## Task description:
Your answer must match the entries below word for word.

:: Data excerpts ::

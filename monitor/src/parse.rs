use crate::state::{Sample, State};
use crate::terminal::Redraw;
use adc_uart::ascii;
use adc_uart::config::adc::{FULL_SCALE, VREF};
use std::fmt;
use std::num::ParseFloatError;

pub fn handle_line(state: &mut State, line: &str) -> Redraw {
    let line = line.trim_end_matches('\n');
    let line = line.trim_end_matches('\r');

    if line.is_empty() {
        return Redraw::No;
    }

    match parse_report(line) {
        Ok(sample) => {
            state.push_sample(sample);
            Redraw::Yes
        }
        Err(e) => {
            state.push_log(line);
            match e {
                ParseError::NotAReport => {}
                e => state.push_log(&format!("Error: {}", e)),
            }
            Redraw::Yes
        }
    }
}

#[derive(Debug, PartialEq)]
pub enum ParseError {
    NotAReport,
    InvalidCodes,
    InvalidFloat(ParseFloatError),
    /// The printed voltage is not the one the sample corresponds to.
    Mismatch { raw: i32, volts: f64 },
}

impl From<ParseFloatError> for ParseError {
    fn from(e: ParseFloatError) -> Self {
        Self::InvalidFloat(e)
    }
}

impl fmt::Display for ParseError {
    fn fmt(&self, f: &mut fmt::Formatter<'_>) -> fmt::Result {
        match self {
            Self::NotAReport => write!(f, "not a report line"),
            Self::InvalidCodes => write!(f, "invalid ASCII codes"),
            Self::InvalidFloat(e) => write!(f, "invalid voltage: {}", e),
            Self::Mismatch { raw, volts } => {
                write!(f, "sample {} does not match voltage {:.2}", raw, volts)
            }
        }
    }
}

/// Parse `ASCII Code: <codes>, Voltage: <volts> V`, without the line terminator.
pub fn parse_report(line: &str) -> Result<Sample, ParseError> {
    let rest = line
        .strip_prefix("ASCII Code: ")
        .ok_or(ParseError::NotAReport)?;
    let (codes, rest) = rest
        .split_once(", Voltage: ")
        .ok_or(ParseError::NotAReport)?;
    let volts = rest.strip_suffix(" V").ok_or(ParseError::NotAReport)?;

    let raw = ascii::decode(codes).ok_or(ParseError::InvalidCodes)?;
    let volts: f64 = volts.parse()?;

    // the firmware computes in single precision
    #[allow(clippy::cast_precision_loss)]
    let expected = raw as f32 * (VREF / FULL_SCALE);
    if format!("{:.2}", expected) != format!("{:.2}", volts) {
        return Err(ParseError::Mismatch { raw, volts });
    }

    Ok(Sample { raw, volts })
}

:::

## Written solution:
filename monitor/src/parse.rs
use crate::state::{Sample, State};
use crate::terminal::Redraw;
use adc_uart::ascii;
use adc_uart::config::adc::{FULL_SCALE, VREF};
use std::fmt;
use std::num::ParseFloatError;

pub fn handle_line(state: &mut State, line: &str) -> Redraw {
    let line = line.trim_end_matches('\n');
    let line = line.trim_end_matches('\r');

    if line.is_empty() {
        return Redraw::No;
    }

    match parse_report(line) {
        Ok(sample) => {
            state.push_sample(sample);
            Redraw::Yes
        }
        Err(e) => {
            state.push_log(line);
            match e {
                ParseError::NotAReport => {}
                e => state.push_log(&format!("Error: {}", e)),
            }
            Redraw::Yes
        }
    }
}

#[derive(Debug, PartialEq)]
pub enum ParseError {
    NotAReport,
    InvalidCodes,
    InvalidFloat(ParseFloatError),
    /// The printed voltage is not the one the sample corresponds to.
    Mismatch { raw: i32, volts: f64 },
}

impl From<ParseFloatError> for ParseError {
    fn from(e: ParseFloatError) -> Self {
        Self::InvalidFloat(e)
    }
}

impl fmt::Display for ParseError {
    fn fmt(&self, f: &mut fmt::Formatter<'_>) -> fmt::Result {
        match self {
            Self::NotAReport => write!(f, "not a report line"),
            Self::InvalidCodes => write!(f, "invalid ASCII codes"),
            Self::InvalidFloat(e) => write!(f, "invalid voltage: {}", e),
            Self::Mismatch { raw, volts } => {
                write!(f, "sample {} does not match voltage {:.2}", raw, volts)
            }
        }
    }
}

/// Parse `ASCII Code: <codes>, Voltage: <volts> V`, without the line terminator.
pub fn parse_report(line: &str) -> Result<Sample, ParseError> {
    let rest = line
        .strip_prefix("ASCII Code: ")
        .ok_or(ParseError::NotAReport)?;
    let (codes, rest) = rest
        .split_once(", Voltage: ")
        .ok_or(ParseError::NotAReport)?;
    let volts = rest.strip_suffix(" V").ok_or(ParseError::NotAReport)?;

    let raw = ascii::decode(codes).ok_or(ParseError::InvalidCodes)?;
    let volts: f64 = volts.parse()?;

    // the firmware computes in single precision
    #[allow(clippy::cast_precision_loss)]
    let expected = raw as f32 * (VREF / FULL_SCALE);
    if format!("{:.2}", expected) != format!("{:.2}", volts) {
        return Err(ParseError::Mismatch { raw, volts });
    }

    Ok(Sample { raw, volts })
}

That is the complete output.